[Assignment]
Each line of the entries below that includes "PoisonError" belongs in your answer.
§ §
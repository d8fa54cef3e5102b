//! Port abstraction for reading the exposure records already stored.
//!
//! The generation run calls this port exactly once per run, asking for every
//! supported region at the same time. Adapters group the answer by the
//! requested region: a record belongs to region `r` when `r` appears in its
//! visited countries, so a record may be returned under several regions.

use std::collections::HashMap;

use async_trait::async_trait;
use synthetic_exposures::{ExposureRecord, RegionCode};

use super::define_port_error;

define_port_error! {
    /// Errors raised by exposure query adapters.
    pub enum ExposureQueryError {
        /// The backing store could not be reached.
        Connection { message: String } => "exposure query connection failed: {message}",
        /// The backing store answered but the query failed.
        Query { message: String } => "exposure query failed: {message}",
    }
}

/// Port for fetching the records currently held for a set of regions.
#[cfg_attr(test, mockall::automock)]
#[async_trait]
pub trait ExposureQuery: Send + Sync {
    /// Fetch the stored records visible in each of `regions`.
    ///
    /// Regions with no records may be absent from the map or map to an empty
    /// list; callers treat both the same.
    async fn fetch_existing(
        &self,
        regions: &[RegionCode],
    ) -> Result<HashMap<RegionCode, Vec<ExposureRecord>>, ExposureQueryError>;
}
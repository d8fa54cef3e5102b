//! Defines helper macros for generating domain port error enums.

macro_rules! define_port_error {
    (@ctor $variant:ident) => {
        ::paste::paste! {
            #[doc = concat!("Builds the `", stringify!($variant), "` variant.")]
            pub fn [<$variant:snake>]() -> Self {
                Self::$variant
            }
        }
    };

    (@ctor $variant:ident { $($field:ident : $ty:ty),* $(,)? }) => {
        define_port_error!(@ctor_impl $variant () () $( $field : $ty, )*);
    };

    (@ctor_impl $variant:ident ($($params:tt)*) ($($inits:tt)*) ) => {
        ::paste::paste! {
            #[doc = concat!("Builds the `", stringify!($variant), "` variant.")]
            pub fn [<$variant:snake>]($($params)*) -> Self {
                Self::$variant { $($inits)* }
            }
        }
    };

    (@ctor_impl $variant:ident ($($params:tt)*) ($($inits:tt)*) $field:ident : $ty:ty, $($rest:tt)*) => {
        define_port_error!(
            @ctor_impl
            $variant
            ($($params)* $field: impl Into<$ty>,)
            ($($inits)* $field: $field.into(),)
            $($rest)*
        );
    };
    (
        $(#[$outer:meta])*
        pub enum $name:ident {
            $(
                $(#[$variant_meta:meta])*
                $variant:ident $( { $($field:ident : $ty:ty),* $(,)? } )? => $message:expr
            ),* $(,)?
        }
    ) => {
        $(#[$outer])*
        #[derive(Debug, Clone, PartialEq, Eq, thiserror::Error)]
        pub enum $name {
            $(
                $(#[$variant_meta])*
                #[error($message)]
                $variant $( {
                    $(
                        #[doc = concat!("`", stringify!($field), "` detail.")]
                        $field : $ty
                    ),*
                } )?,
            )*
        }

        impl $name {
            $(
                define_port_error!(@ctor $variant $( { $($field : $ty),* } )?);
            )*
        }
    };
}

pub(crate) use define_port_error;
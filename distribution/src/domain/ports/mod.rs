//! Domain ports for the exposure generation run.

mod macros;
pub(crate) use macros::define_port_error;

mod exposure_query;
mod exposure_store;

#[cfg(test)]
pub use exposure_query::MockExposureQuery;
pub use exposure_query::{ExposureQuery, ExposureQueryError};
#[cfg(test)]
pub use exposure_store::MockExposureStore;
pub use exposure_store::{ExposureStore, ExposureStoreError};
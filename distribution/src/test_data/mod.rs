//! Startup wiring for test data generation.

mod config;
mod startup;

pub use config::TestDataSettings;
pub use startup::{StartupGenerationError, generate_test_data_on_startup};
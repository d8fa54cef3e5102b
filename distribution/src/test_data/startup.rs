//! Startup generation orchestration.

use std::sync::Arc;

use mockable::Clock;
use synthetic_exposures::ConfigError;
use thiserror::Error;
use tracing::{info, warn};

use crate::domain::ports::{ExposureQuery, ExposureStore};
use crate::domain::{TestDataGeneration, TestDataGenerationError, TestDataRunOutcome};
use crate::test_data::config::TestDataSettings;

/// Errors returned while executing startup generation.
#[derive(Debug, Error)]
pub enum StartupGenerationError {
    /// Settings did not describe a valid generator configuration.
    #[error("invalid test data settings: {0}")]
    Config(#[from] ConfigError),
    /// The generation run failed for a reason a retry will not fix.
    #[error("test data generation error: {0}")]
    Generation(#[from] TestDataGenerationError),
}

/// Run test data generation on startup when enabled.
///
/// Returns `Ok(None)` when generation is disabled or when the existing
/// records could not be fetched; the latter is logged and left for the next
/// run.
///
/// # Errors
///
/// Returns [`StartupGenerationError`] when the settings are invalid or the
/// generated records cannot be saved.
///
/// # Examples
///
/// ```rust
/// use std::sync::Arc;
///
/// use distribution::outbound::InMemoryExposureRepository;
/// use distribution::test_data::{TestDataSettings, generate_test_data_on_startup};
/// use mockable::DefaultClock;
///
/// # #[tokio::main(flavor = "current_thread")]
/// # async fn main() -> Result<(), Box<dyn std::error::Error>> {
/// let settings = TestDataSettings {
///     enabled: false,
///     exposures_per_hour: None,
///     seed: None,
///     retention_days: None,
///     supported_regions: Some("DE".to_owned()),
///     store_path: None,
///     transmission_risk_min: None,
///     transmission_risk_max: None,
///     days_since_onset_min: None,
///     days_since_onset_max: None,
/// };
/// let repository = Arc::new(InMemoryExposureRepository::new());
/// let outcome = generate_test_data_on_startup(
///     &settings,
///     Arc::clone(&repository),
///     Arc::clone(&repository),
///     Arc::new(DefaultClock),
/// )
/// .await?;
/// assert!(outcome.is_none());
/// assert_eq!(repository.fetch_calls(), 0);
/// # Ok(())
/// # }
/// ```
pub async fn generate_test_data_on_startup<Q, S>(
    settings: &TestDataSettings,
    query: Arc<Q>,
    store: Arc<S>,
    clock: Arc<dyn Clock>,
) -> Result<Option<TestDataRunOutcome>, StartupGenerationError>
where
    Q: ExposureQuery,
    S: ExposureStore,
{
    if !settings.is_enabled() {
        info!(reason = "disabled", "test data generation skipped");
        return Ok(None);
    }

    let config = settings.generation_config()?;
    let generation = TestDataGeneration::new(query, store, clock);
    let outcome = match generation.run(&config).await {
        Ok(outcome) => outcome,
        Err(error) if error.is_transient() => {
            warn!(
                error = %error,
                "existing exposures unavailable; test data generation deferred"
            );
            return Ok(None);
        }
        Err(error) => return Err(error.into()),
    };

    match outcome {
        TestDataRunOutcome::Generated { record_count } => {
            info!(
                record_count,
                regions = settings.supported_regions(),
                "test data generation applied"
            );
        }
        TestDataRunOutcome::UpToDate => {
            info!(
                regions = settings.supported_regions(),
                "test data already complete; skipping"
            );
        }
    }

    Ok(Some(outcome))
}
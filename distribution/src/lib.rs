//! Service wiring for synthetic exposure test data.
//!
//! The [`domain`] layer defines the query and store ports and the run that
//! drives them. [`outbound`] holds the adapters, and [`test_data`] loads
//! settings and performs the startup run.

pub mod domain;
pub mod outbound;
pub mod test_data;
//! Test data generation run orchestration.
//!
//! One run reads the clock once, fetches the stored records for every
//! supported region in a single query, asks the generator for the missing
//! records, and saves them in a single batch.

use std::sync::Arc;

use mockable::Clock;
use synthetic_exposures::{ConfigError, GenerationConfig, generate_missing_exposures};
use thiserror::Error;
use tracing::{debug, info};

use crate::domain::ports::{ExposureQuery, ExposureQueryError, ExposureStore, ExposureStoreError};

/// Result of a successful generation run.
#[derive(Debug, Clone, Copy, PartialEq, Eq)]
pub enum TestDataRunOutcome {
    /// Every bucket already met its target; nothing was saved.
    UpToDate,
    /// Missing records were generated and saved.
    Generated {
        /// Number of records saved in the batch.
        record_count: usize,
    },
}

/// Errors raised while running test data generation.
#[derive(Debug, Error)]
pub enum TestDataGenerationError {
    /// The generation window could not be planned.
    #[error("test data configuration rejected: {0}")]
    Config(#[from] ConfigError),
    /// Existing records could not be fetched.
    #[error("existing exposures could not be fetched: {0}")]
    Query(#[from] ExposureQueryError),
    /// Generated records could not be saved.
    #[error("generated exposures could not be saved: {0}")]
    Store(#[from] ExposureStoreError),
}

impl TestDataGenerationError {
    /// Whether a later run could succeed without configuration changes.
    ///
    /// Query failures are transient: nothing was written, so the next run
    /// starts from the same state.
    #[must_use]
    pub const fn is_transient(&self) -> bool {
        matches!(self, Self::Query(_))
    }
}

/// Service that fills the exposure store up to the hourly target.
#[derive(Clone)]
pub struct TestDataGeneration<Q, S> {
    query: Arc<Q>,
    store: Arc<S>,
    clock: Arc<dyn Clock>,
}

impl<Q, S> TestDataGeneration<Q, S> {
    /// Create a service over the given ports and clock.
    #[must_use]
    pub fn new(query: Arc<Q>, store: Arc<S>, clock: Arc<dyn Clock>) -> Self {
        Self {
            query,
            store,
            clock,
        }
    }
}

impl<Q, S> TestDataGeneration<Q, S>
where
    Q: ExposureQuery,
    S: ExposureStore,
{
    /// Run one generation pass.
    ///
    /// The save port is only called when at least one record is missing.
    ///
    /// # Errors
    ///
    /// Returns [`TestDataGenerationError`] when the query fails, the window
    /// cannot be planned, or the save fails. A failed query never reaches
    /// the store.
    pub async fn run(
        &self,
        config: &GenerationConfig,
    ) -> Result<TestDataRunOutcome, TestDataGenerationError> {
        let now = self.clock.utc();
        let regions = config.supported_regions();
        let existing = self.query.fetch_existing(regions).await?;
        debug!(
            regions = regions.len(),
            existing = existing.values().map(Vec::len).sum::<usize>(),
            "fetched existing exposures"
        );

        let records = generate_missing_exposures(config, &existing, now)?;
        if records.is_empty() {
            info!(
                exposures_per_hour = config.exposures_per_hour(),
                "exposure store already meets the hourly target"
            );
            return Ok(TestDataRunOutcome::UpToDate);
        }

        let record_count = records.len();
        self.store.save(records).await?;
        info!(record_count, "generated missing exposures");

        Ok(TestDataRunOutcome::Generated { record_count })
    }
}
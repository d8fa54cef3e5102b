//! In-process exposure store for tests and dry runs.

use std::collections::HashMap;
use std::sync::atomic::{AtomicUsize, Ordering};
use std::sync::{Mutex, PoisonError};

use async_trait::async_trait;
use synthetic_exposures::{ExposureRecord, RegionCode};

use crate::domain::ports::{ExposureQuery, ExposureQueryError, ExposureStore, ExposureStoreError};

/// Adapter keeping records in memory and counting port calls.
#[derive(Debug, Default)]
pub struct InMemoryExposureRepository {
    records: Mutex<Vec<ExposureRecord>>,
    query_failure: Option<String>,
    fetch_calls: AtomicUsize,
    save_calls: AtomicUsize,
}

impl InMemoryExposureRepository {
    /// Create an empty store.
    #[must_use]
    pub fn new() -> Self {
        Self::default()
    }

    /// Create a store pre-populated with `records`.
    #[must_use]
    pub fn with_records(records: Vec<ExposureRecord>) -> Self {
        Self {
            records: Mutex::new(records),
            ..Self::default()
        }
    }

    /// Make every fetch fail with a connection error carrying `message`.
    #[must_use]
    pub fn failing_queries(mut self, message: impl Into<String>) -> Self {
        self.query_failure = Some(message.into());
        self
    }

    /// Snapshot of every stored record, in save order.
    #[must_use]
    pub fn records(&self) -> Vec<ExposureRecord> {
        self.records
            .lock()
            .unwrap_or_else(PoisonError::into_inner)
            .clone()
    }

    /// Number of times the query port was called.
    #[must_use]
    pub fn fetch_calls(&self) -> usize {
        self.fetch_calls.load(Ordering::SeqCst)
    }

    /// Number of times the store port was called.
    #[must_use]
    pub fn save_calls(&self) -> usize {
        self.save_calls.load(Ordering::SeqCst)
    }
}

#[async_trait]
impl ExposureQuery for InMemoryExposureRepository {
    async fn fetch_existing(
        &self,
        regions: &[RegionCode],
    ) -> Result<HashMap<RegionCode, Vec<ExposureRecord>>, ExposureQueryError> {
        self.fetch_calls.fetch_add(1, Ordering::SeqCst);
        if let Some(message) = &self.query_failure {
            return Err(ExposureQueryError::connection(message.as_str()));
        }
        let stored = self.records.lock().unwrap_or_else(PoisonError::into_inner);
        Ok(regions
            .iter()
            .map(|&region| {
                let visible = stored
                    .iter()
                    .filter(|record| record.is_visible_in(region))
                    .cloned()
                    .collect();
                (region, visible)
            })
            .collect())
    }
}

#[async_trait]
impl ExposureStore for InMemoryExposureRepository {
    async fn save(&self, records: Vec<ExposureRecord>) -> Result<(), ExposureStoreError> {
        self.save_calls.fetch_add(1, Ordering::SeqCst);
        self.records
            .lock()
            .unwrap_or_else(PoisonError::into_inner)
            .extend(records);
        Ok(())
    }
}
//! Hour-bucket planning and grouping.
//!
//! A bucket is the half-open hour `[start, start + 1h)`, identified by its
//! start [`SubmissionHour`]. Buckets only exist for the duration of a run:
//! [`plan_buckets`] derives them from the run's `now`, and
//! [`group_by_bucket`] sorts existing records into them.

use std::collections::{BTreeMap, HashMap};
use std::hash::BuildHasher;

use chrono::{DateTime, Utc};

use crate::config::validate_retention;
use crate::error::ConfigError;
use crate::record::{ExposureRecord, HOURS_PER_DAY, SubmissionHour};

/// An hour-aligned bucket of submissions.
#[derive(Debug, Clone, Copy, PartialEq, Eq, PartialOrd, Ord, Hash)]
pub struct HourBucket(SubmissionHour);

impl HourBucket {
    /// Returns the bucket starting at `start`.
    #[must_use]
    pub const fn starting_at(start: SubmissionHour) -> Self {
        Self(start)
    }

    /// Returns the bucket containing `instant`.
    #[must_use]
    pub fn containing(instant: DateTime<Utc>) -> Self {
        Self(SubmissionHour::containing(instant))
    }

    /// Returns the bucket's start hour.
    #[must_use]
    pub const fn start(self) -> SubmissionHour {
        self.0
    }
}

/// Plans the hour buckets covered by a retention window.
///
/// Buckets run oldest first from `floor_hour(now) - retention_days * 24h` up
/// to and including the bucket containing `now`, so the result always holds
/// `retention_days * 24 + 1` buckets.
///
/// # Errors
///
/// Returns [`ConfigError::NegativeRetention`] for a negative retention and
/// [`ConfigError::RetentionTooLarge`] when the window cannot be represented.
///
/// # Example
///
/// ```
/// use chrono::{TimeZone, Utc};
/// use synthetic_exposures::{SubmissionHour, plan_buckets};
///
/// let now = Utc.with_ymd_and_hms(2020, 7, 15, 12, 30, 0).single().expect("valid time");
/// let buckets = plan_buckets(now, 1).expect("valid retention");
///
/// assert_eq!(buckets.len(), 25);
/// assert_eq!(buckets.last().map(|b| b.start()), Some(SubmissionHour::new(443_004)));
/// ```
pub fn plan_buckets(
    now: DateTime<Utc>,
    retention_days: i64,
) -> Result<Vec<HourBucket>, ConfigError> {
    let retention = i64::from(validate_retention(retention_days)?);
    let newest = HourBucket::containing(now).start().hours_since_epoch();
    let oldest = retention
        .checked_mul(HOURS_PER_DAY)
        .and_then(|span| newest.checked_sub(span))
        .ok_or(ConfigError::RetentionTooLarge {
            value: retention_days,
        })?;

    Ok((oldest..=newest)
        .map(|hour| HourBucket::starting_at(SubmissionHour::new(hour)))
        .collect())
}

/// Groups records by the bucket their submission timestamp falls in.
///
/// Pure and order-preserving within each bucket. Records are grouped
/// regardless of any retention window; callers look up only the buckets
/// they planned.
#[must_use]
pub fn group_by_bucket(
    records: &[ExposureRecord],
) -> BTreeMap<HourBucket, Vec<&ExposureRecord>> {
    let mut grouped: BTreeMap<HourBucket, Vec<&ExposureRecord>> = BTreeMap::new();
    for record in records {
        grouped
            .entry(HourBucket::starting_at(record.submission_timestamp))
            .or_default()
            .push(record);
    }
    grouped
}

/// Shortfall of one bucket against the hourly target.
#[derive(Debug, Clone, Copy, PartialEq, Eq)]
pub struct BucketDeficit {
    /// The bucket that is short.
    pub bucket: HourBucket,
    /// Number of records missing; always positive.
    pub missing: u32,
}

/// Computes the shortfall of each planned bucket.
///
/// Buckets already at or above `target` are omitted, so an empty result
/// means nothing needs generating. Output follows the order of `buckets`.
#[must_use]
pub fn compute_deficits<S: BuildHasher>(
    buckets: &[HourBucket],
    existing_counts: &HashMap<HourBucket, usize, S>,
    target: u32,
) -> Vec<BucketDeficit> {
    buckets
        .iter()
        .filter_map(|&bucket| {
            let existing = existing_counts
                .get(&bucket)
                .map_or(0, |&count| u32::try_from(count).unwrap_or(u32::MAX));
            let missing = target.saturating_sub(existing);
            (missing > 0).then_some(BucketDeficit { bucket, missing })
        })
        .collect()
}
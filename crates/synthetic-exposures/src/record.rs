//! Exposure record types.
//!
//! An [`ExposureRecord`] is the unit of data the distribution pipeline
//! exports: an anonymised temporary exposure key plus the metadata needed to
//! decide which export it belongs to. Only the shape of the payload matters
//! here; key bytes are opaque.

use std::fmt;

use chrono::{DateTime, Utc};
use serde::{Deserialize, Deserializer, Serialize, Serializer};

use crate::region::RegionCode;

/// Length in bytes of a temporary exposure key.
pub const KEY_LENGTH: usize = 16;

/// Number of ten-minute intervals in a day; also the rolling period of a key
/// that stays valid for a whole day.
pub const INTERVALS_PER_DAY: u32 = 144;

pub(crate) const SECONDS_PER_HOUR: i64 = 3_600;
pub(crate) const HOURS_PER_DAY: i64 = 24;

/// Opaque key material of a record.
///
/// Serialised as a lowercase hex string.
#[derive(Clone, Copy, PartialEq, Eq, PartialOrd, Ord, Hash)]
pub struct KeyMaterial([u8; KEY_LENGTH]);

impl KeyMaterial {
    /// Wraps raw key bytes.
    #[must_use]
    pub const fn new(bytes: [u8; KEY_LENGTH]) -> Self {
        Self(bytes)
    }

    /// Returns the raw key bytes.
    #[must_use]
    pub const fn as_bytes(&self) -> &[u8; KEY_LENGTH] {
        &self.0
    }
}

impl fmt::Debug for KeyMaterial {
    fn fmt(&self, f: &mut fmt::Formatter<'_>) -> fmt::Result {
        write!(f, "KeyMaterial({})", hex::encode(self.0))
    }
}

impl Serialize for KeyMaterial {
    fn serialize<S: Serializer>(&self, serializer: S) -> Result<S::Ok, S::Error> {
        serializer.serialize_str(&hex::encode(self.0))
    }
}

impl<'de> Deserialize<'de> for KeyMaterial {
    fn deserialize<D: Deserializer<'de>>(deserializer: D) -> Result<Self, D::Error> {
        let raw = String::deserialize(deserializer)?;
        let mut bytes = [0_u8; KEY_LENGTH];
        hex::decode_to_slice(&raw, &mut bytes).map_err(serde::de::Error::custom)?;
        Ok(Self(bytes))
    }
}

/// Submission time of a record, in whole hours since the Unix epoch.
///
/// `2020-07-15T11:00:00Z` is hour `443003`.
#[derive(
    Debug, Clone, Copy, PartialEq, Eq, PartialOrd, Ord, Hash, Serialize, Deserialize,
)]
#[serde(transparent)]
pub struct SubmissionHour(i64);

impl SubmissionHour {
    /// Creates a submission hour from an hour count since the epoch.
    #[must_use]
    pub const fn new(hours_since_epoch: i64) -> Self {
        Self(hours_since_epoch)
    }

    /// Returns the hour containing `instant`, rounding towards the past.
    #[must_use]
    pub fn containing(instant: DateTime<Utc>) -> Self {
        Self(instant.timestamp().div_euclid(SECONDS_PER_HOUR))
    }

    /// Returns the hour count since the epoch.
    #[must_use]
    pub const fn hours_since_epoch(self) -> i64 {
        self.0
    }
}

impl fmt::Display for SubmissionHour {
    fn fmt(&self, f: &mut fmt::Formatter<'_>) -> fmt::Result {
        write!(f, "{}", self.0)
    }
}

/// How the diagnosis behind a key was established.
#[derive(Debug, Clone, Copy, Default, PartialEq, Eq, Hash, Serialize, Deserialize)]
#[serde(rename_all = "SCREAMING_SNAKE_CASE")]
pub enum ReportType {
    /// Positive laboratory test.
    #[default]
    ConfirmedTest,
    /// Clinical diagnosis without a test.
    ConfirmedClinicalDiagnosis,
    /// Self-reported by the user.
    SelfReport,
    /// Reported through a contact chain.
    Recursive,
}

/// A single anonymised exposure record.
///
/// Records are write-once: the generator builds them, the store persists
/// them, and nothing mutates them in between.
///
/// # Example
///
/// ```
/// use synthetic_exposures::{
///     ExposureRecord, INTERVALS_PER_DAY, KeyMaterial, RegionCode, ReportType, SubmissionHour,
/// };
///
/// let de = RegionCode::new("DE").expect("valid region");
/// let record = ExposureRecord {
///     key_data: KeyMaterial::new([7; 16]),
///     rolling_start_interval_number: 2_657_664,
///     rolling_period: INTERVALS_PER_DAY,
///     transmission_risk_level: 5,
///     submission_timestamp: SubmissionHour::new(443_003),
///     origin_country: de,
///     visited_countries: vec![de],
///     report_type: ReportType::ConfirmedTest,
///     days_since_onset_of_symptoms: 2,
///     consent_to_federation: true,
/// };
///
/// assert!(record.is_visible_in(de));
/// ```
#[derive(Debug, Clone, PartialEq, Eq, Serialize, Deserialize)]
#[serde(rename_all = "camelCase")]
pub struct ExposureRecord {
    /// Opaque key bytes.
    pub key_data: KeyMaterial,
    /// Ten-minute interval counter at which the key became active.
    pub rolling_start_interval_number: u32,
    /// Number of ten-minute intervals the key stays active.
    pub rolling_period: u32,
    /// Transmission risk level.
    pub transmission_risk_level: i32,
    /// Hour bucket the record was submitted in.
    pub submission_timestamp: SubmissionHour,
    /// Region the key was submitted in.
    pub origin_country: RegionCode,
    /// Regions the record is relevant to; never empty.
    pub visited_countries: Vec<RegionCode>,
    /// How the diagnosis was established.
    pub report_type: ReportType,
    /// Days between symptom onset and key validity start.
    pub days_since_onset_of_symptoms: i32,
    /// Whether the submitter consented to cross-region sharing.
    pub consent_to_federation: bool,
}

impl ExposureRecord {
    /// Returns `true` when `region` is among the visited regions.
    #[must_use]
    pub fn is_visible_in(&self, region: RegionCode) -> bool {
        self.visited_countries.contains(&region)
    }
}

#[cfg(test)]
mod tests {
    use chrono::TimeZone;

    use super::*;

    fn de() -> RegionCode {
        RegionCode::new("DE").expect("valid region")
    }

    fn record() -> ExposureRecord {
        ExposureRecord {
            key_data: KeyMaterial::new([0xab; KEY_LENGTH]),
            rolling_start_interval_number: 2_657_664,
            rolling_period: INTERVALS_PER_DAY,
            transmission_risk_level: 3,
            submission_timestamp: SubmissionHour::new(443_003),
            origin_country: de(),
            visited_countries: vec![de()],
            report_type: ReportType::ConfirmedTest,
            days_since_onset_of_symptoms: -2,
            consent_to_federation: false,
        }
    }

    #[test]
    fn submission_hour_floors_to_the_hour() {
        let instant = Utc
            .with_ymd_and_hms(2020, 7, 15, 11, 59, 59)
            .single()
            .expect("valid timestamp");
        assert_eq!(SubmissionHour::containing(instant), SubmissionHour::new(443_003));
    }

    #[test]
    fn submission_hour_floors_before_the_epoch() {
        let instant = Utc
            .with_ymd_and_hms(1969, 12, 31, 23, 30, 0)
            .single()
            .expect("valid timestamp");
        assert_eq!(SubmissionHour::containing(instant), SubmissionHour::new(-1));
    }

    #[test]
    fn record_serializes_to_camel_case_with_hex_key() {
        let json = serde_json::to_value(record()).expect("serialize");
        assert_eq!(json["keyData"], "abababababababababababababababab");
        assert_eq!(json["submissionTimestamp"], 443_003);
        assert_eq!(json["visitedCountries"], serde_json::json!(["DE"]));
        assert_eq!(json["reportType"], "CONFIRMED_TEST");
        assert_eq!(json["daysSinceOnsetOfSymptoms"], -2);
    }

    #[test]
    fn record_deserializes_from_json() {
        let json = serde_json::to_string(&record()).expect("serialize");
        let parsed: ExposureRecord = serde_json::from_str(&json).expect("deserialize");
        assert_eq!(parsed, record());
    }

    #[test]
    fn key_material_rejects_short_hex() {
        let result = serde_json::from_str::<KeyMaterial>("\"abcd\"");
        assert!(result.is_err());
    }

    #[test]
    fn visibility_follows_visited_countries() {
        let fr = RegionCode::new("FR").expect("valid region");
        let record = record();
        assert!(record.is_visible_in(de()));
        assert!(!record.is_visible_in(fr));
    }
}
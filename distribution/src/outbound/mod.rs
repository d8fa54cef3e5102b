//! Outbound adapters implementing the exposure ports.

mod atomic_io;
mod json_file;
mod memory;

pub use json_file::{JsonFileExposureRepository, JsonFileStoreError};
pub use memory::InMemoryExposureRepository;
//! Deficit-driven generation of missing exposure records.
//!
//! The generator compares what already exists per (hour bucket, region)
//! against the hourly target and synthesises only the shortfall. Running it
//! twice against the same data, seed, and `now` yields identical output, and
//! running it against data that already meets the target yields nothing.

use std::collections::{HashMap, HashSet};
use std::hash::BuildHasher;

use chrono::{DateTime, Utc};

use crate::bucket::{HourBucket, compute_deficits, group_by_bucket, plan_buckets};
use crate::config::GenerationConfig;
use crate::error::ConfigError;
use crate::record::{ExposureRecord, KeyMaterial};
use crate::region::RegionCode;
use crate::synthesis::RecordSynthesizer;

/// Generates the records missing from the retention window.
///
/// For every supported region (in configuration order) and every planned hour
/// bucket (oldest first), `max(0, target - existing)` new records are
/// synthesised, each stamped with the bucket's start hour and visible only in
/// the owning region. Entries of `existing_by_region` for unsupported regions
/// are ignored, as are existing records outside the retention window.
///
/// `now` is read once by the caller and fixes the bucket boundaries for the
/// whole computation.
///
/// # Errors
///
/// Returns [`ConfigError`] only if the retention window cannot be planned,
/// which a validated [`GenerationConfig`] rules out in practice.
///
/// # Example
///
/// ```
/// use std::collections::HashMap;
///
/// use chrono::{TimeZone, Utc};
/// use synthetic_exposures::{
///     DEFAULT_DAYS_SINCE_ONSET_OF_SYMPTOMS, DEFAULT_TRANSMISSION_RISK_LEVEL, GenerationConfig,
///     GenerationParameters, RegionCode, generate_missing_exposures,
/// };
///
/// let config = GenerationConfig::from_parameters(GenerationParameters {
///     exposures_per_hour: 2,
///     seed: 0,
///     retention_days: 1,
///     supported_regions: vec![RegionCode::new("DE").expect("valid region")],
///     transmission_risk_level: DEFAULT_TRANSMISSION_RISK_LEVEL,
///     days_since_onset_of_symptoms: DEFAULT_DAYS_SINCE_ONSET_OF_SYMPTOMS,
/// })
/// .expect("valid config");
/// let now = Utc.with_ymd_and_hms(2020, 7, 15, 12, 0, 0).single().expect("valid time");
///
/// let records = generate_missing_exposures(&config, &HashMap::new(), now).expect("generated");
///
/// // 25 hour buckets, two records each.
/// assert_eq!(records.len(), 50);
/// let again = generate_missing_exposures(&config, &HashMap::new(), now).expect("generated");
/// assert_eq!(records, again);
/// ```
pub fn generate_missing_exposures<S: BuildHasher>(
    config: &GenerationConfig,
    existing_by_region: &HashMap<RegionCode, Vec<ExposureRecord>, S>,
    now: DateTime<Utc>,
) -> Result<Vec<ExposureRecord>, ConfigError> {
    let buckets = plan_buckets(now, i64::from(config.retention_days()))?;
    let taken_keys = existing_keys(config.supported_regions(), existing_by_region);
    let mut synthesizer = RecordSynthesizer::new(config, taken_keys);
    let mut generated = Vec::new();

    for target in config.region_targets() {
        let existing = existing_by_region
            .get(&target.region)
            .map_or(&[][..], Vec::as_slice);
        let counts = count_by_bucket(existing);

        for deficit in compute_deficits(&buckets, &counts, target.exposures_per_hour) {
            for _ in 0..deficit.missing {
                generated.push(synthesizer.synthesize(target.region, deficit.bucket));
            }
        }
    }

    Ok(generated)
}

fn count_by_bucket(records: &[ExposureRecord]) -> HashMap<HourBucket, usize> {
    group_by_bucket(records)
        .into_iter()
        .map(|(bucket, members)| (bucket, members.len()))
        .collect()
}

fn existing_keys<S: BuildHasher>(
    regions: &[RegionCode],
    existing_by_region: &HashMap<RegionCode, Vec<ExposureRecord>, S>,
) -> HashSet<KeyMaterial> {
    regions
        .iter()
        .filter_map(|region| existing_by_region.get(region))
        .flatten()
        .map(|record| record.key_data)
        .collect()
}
§ §
[Written reply]
use std::sync::{Mutex, PoisonError};
            .unwrap_or_else(PoisonError::into_inner)
        let stored = self.records.lock().unwrap_or_else(PoisonError::into_inner);
            .unwrap_or_else(PoisonError::into_inner)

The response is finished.